◆ Exercise directions
What lines below mention the word "Priority"? Copy each one.
(Input for this task)
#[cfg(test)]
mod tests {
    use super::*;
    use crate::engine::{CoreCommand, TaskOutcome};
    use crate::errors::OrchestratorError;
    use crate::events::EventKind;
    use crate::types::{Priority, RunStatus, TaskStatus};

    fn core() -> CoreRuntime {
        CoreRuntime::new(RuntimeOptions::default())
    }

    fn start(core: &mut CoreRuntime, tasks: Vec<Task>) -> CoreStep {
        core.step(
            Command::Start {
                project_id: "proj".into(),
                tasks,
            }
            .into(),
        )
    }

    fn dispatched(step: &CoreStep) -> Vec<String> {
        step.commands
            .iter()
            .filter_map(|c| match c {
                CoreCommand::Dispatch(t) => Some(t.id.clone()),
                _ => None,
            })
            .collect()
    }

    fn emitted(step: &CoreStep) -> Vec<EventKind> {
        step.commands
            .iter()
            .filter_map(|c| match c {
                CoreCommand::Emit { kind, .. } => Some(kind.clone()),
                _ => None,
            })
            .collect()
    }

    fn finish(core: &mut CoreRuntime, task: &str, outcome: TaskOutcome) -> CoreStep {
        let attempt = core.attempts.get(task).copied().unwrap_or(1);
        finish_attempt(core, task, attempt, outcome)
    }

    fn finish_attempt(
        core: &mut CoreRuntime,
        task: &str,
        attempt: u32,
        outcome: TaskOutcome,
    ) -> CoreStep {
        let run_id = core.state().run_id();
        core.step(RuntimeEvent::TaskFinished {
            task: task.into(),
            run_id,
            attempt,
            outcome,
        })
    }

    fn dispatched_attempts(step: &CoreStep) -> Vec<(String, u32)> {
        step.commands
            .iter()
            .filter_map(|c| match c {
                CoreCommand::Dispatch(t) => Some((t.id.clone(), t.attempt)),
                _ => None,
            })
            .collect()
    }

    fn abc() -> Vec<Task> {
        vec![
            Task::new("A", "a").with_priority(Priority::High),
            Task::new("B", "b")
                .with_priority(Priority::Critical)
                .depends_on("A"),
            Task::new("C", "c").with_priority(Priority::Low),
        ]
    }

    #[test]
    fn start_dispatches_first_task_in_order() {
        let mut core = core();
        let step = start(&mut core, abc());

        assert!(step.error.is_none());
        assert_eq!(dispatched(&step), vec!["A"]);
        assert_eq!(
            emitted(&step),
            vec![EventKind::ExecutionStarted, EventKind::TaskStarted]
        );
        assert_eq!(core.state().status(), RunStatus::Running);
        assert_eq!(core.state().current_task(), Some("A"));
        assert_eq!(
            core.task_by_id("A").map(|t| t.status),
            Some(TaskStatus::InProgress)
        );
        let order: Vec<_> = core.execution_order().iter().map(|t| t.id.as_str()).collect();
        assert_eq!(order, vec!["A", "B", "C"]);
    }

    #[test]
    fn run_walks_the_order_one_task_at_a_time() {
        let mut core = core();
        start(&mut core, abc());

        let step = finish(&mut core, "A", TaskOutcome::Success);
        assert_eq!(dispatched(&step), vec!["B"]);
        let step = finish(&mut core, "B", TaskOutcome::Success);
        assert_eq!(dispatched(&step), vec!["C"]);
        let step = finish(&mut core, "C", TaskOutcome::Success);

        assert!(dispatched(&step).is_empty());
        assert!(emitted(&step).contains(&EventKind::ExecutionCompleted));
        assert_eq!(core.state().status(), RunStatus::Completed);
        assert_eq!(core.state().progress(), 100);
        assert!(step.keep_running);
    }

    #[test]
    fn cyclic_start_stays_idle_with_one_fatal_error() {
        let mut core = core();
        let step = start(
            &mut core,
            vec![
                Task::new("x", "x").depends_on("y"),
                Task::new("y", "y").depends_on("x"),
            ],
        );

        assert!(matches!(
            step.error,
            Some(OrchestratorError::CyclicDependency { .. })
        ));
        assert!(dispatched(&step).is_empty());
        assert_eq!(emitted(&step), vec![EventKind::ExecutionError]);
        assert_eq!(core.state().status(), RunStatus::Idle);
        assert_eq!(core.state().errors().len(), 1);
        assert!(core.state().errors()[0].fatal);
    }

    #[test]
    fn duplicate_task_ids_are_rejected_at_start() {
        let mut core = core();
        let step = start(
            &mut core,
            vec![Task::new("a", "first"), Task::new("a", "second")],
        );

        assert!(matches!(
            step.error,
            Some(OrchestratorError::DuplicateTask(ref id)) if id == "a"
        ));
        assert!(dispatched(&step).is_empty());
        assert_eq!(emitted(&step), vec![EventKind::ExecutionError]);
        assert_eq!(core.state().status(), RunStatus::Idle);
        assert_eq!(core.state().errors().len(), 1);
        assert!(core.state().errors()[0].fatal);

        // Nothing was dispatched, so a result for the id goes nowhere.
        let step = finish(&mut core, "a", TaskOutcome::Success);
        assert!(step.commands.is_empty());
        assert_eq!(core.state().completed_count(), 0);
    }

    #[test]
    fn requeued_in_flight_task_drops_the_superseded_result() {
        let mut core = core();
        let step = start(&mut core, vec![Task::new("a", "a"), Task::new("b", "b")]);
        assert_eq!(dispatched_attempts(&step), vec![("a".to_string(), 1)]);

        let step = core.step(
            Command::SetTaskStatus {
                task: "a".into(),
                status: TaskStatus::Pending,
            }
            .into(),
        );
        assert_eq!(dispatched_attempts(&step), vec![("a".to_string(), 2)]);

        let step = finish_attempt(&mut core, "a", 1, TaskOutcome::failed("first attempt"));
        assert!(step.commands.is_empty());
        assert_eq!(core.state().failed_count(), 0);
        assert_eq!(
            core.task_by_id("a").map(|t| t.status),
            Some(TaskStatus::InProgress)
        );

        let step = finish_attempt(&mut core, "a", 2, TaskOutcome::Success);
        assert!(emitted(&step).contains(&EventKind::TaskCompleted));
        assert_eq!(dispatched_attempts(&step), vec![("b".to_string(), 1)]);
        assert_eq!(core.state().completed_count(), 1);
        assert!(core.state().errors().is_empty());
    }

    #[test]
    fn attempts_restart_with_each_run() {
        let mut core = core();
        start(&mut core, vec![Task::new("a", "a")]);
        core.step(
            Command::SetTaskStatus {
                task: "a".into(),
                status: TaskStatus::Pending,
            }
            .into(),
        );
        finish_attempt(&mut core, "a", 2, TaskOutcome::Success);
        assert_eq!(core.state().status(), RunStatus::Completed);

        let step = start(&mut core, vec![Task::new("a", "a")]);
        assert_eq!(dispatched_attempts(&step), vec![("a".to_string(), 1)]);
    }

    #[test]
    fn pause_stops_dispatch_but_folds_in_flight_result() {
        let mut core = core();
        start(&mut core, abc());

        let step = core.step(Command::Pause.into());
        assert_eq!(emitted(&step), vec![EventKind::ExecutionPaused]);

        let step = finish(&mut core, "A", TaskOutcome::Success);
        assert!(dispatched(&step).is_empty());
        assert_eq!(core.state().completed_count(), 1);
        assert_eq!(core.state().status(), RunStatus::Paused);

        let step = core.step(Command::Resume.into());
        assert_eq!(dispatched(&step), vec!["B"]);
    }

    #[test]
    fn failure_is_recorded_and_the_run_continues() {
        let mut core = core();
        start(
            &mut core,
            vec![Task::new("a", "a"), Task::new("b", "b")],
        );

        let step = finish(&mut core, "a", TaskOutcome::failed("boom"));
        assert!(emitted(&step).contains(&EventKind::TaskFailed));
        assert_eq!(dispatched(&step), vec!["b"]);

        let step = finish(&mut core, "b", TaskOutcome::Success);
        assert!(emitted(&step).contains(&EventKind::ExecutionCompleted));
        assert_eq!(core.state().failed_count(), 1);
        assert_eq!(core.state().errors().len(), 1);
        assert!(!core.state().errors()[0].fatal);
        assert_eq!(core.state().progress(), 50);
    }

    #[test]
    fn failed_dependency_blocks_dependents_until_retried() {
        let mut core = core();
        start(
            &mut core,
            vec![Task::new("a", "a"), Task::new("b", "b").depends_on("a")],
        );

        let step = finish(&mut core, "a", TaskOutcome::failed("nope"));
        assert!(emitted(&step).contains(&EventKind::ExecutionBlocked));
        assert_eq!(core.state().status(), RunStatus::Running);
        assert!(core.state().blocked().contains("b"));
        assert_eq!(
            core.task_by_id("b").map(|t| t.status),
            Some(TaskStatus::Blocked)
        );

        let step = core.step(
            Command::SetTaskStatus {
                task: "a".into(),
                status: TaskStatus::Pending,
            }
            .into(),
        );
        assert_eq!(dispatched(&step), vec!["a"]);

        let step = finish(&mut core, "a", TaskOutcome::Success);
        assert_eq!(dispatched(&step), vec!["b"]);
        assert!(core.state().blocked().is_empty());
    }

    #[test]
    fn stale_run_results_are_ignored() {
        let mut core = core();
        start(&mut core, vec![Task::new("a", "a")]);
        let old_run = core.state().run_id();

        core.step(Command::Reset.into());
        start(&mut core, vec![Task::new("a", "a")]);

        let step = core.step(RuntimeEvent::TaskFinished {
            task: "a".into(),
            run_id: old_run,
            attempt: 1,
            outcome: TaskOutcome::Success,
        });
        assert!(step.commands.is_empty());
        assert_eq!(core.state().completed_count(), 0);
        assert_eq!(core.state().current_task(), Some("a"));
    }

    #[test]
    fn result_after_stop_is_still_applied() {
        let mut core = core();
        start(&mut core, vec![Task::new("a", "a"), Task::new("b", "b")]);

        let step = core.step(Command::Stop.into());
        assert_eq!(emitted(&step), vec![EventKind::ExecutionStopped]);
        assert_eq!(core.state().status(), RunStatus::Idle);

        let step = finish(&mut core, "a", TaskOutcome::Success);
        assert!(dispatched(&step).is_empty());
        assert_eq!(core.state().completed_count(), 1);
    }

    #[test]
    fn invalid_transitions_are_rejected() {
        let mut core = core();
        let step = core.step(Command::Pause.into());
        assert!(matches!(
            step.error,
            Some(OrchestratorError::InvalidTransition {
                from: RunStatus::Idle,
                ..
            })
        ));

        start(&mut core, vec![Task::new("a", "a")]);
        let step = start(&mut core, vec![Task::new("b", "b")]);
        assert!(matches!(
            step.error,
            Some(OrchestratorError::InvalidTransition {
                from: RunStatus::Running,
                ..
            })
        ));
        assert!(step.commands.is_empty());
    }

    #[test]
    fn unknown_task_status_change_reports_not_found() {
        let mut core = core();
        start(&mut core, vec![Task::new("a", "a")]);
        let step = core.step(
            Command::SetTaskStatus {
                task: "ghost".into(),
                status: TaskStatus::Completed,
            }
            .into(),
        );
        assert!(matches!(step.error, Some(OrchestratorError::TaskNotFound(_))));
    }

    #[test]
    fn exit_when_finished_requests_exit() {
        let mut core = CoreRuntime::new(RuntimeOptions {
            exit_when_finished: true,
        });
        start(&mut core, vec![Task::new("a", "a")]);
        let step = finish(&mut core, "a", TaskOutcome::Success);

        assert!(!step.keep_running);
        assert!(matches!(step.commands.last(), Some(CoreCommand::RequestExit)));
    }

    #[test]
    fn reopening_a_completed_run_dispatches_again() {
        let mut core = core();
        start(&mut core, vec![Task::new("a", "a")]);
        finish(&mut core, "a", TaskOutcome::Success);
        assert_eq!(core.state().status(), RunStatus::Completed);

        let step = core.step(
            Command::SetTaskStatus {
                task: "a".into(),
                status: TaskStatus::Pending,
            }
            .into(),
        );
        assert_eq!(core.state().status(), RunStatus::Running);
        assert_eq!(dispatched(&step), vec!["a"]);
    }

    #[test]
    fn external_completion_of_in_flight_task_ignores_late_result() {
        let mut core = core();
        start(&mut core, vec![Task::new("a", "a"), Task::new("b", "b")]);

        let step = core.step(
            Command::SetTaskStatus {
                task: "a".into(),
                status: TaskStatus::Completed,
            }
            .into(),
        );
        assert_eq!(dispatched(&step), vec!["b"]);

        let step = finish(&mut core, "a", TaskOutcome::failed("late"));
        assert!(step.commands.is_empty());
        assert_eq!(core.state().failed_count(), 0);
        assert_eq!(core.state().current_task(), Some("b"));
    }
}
(End Input for this task)
◆ Written reply
    use crate::types::{Priority, RunStatus, TaskStatus};
            Task::new("A", "a").with_priority(Priority::High),
                .with_priority(Priority::Critical)
            Task::new("C", "c").with_priority(Priority::Low),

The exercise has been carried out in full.